*What the exercise asks*: Check each line of the records for "impl"; collect those that have it.

(Extracted entries begins)

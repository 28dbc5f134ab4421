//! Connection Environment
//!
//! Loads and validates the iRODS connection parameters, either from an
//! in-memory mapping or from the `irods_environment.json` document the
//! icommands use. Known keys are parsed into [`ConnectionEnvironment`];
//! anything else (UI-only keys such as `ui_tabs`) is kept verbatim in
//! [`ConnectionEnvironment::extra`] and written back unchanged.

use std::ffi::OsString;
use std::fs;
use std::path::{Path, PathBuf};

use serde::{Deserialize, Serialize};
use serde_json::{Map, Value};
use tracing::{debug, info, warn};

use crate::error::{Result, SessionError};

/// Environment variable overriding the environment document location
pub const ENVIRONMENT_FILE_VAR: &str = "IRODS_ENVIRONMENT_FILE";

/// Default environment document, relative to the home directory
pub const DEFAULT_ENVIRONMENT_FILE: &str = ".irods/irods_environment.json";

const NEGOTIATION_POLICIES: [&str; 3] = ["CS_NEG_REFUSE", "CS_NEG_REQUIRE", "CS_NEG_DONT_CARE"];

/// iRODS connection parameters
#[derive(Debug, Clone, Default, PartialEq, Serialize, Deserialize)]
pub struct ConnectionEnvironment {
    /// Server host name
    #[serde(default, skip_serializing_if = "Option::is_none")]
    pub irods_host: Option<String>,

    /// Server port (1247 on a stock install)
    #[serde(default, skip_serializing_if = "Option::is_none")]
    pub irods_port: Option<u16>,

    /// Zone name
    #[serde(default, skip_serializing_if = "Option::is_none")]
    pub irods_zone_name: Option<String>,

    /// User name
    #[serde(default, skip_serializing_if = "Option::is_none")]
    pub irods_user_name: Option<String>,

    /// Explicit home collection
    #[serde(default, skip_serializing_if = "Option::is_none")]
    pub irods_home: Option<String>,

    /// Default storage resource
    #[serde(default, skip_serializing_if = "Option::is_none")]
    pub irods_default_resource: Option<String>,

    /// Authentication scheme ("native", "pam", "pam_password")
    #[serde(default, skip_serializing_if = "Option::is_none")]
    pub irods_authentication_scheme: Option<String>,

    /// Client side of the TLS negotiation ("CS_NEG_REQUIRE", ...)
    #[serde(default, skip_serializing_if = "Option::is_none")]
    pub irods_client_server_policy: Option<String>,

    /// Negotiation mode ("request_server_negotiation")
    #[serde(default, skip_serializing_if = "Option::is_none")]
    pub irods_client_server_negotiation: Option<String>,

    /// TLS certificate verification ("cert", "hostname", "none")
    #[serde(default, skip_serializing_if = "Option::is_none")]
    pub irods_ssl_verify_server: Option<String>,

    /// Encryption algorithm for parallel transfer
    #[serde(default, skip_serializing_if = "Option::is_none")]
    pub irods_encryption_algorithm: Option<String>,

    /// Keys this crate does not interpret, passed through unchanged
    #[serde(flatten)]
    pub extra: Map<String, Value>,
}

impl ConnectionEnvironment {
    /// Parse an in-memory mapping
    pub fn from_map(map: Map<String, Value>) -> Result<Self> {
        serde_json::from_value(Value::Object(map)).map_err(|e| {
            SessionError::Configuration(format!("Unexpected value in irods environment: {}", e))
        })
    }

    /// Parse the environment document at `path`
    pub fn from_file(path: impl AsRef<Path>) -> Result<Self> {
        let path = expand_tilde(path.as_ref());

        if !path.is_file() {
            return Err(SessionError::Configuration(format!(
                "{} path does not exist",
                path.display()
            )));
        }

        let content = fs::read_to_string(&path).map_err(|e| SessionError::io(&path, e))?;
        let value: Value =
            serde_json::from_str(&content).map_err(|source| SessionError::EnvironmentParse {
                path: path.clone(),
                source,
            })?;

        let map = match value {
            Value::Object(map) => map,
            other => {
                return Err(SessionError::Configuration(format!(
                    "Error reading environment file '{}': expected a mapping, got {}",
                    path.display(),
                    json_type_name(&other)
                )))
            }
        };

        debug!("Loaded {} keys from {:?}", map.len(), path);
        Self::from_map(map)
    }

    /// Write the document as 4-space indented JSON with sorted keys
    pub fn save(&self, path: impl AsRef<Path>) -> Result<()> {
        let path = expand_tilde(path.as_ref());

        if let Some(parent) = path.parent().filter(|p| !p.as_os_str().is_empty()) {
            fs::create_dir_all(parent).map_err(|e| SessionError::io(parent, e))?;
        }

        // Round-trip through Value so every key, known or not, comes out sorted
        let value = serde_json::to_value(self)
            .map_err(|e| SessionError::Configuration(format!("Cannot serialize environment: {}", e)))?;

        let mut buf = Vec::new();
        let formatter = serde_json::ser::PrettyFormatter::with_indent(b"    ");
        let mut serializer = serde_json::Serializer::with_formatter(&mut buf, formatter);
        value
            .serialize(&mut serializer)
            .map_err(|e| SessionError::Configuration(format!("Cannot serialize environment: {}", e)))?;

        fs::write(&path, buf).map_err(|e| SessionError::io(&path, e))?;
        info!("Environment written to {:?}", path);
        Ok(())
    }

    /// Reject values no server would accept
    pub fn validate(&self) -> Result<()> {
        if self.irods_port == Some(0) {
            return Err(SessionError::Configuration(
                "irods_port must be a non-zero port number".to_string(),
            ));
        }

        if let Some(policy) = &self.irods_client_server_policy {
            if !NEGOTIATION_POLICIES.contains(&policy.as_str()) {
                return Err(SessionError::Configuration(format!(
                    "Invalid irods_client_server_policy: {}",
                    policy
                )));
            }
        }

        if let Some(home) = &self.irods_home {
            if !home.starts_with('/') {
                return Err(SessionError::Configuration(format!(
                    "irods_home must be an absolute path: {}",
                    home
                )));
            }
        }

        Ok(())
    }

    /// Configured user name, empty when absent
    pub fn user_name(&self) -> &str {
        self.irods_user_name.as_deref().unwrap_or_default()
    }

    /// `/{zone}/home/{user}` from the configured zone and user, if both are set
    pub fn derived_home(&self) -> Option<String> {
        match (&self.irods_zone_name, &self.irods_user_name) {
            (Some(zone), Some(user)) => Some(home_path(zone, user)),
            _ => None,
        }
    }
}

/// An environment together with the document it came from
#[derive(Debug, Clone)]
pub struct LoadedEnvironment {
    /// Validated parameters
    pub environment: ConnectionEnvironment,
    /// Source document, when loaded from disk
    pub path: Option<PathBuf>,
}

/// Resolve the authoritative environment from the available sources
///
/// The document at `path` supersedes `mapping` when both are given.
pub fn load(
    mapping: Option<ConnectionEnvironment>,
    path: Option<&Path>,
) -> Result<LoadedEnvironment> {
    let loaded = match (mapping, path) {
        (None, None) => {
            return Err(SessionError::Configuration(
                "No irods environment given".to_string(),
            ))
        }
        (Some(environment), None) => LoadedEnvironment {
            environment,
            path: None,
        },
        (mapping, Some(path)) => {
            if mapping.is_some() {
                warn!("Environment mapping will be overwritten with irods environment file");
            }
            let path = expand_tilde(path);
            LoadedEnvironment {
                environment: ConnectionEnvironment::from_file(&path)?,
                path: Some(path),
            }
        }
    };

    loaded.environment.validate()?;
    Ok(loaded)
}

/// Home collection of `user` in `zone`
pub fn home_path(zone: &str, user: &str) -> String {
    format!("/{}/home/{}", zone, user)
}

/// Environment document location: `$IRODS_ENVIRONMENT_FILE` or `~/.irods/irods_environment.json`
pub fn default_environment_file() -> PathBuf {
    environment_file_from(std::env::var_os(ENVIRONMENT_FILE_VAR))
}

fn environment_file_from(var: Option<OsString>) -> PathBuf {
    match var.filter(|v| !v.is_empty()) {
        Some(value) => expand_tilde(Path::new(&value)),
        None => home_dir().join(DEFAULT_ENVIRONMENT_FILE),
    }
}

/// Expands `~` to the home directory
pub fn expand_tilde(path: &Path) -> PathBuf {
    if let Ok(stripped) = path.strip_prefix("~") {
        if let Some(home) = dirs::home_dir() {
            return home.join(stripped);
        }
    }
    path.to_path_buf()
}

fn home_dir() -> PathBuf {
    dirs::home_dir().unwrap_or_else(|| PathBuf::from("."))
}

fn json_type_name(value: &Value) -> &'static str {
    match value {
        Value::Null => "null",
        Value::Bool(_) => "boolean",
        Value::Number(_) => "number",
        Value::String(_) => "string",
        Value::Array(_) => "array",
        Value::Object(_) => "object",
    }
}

(Extracted entries ends)

*Answer to this problem*:
impl ConnectionEnvironment {
    pub fn from_file(path: impl AsRef<Path>) -> Result<Self> {
    pub fn save(&self, path: impl AsRef<Path>) -> Result<()> {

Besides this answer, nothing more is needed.